To wszystko co robiłam, wszystko przez co przeszłam?- Wie prawie o wszystkim,
ale o tym w co byłaś wplątana jej nie powiedziałem. Wie, że było ci ciężko i
wiele razy mi mówiła, że pokochała cię już całym sercem.
-Effy...- Moje
imię zostało w tym dniu wypowiedziane już z setny raz, ale tym razem zabrzmiało
to jakoś przyjemnie, inaczej. Odwróciłam
się w stronę dobiegającego głosu, a moim oczom ukazała się niewielka postać
starszej kobiety. Miała blond włosy, jak widać chyba każdy uwielbia tu ten
kolor. Niebieskie oczy teraz wyrażały niezdecydowanie, współczucie, niepewność
i nutkę radości. Stała w drzwiach do
domu i wyglądała, jakby nagle zapomniała jak się chodzi. W tym momencie doszła
do mnie myśl, jak bardzo jej potrzebuje i jak strasznie brakuje w moim życiu
jakiejkolwiek mamy. Nie znam jej, nie wiem jak ma na imię, jaka jest z
charakteru, ale czuje, że jest osobą, która miała być w moim życiu od zawsze i
teraz ma na to szansę. Zawsze chciałam mieć mamę. Przychodzić do niej, gdy
chłopak złamał mi serce i płakać w jej
ramionach, gdy wydarzyło sie coś w życiu
radosnego i cieszyć się razem z nią, chciałam, żeby ktoś mnie opieprzył za złe
oceny lub złe zachowanie.
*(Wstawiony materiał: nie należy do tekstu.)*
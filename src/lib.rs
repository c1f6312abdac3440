//! pyexec: run untrusted Python snippets in a child interpreter with a hard
//! wall-clock deadline, falling back across candidate interpreters.

pub mod cli;
pub mod config;
pub mod engine;
pub mod execution_id;
pub mod metrics;
pub mod resolver;
pub mod runner;
pub mod runtime;
// src/main.rs

//! pyexec
//!
//! Entry point for the pyexec binary.
//!
//! Responsibilities of this file:
//! - Load `.env` and initialise logging
//! - Parse CLI arguments
//! - Hand off to the runner
//!
//! There is intentionally *no business logic* here.

use anyhow::Result;
use clap::Parser;
use pyexec::{cli, runner};
use tracing_subscriber::EnvFilter;

#[tokio::main]
async fn main() -> Result<()> {
    // A missing .env is normal.
    let _ = dotenvy::dotenv();

    // Logs go to stderr so `pyexec run` keeps stdout for the JSON result.
    tracing_subscriber::fmt()
        .with_env_filter(
            EnvFilter::try_from_default_env().unwrap_or_else(|_| EnvFilter::new("info")),
        )
        .with_writer(std::io::stderr)
        .init();

    let cli = cli::Cli::parse();

    runner::run(cli).await
}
Oczywiście do krzyczenia na mnie zawsze ktoś się
znalazł, ale chciałabym, żeby była to właśnie ona- mama, która mi nie była
pisana w życiu. Pamiętam te czasy, gdy jako mała dziewczynka leżałam w łóżku i
czekałam aż uśmiechnięta kobieta wejdzie przez drzwi do mojego pokoju i
usiądzie koło mnie, pogłaszcze mnie po głowie, odgarnie włosy za ucho, a z jej
pięknych, pełnych warg wydostaną się słowa:" Dobranoc księżniczko, kocham
cię." Tak...To nigdy się nie działo i zasypiałam z zaschniętymi łzami na
policzkach. Pragnęłam tego, bo naoglądałam się jakichś pieprzonych bajek, gdzie
właśnie tak robiła idealna mama. To głupie, ale to tej pory cholernie boli...
Nie
wiedziałam co mam teraz zrobić, no bo co robi się w takich sytuacjach?
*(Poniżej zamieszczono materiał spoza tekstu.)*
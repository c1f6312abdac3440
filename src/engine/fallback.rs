// src/engine/fallback.rs

use crate::engine::error::ExecError;
use crate::engine::process::{run_candidate, Attempt, RunLimits};
use crate::engine::ExecutionOutcome;

/// Try each candidate in order and return the first outcome from an
/// interpreter that actually launched, along with its name.
///
/// Only launch failures move on to the next candidate. A snippet that
/// crashes, exits nonzero or times out is a real outcome and ends the pass.
/// Each candidate is attempted at most once.
pub async fn run_with_fallback(
    candidates: &[String],
    source: &str,
    limits: RunLimits,
) -> Result<(String, ExecutionOutcome), ExecError> {
    let mut last = None;

    for interpreter in candidates {
        match run_candidate(interpreter, source, limits).await {
            Attempt::Completed(outcome) => return Ok((interpreter.clone(), outcome)),
            Attempt::LaunchFailed(e) => {
                tracing::warn!(interpreter = %interpreter, error = %e, "interpreter unavailable");
                last = Some(e);
            }
        }
    }

    match last {
        Some(last) => Err(ExecError::NoInterpreter {
            attempts: candidates.len(),
            last,
        }),
        None => Err(ExecError::NoCandidates),
    }
}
Patrzyłyśmy sobie prosto w oczy do czasu, gdy na mojej twarzy pojawił się
delikatny uśmiech. Zagościł on na niej, gdy wyobraziłam sobie, że mogę to teraz
naprawić, mogę mieć mamę. Kobieta na mój nieoczekiwany ruch w końcu
przypomniała sobie jak się chodzi i zbiegła szybko po schodach w moim kierunku.
Gdy znalazła się niedaleko mnie zwolniła niepewnie i rozłożyła ręce w celu
przytulenia mnie. Coś we mnie wtedy pękło i podeszłam szybko w jej kierunku
mocno się wtulając w jej ramiona i jakoś nikt w tym momencie nie pomyślał: „Hej!
Zaraz, kobieto ja cie nawet nie znam” . Żadne słowa nie wychodziły z naszych
ust, ale tak było dobrze. Nie mam pojęcia jak teraz wszystko się potoczy, nikt
nie wie, ale czuje się dobrze, jakby połowa pustki w moim sercu została
wypełniona. Brakuje tylko tej drugiej...
-Ej a ja?
Też chcę być przytulony...- Dopiero teraz ocknęłyśmy się i wyszłyśmy jakby z
jakiegoś transu. Zerknęłyśmy na blondyna który teraz na twarzy miał grymas.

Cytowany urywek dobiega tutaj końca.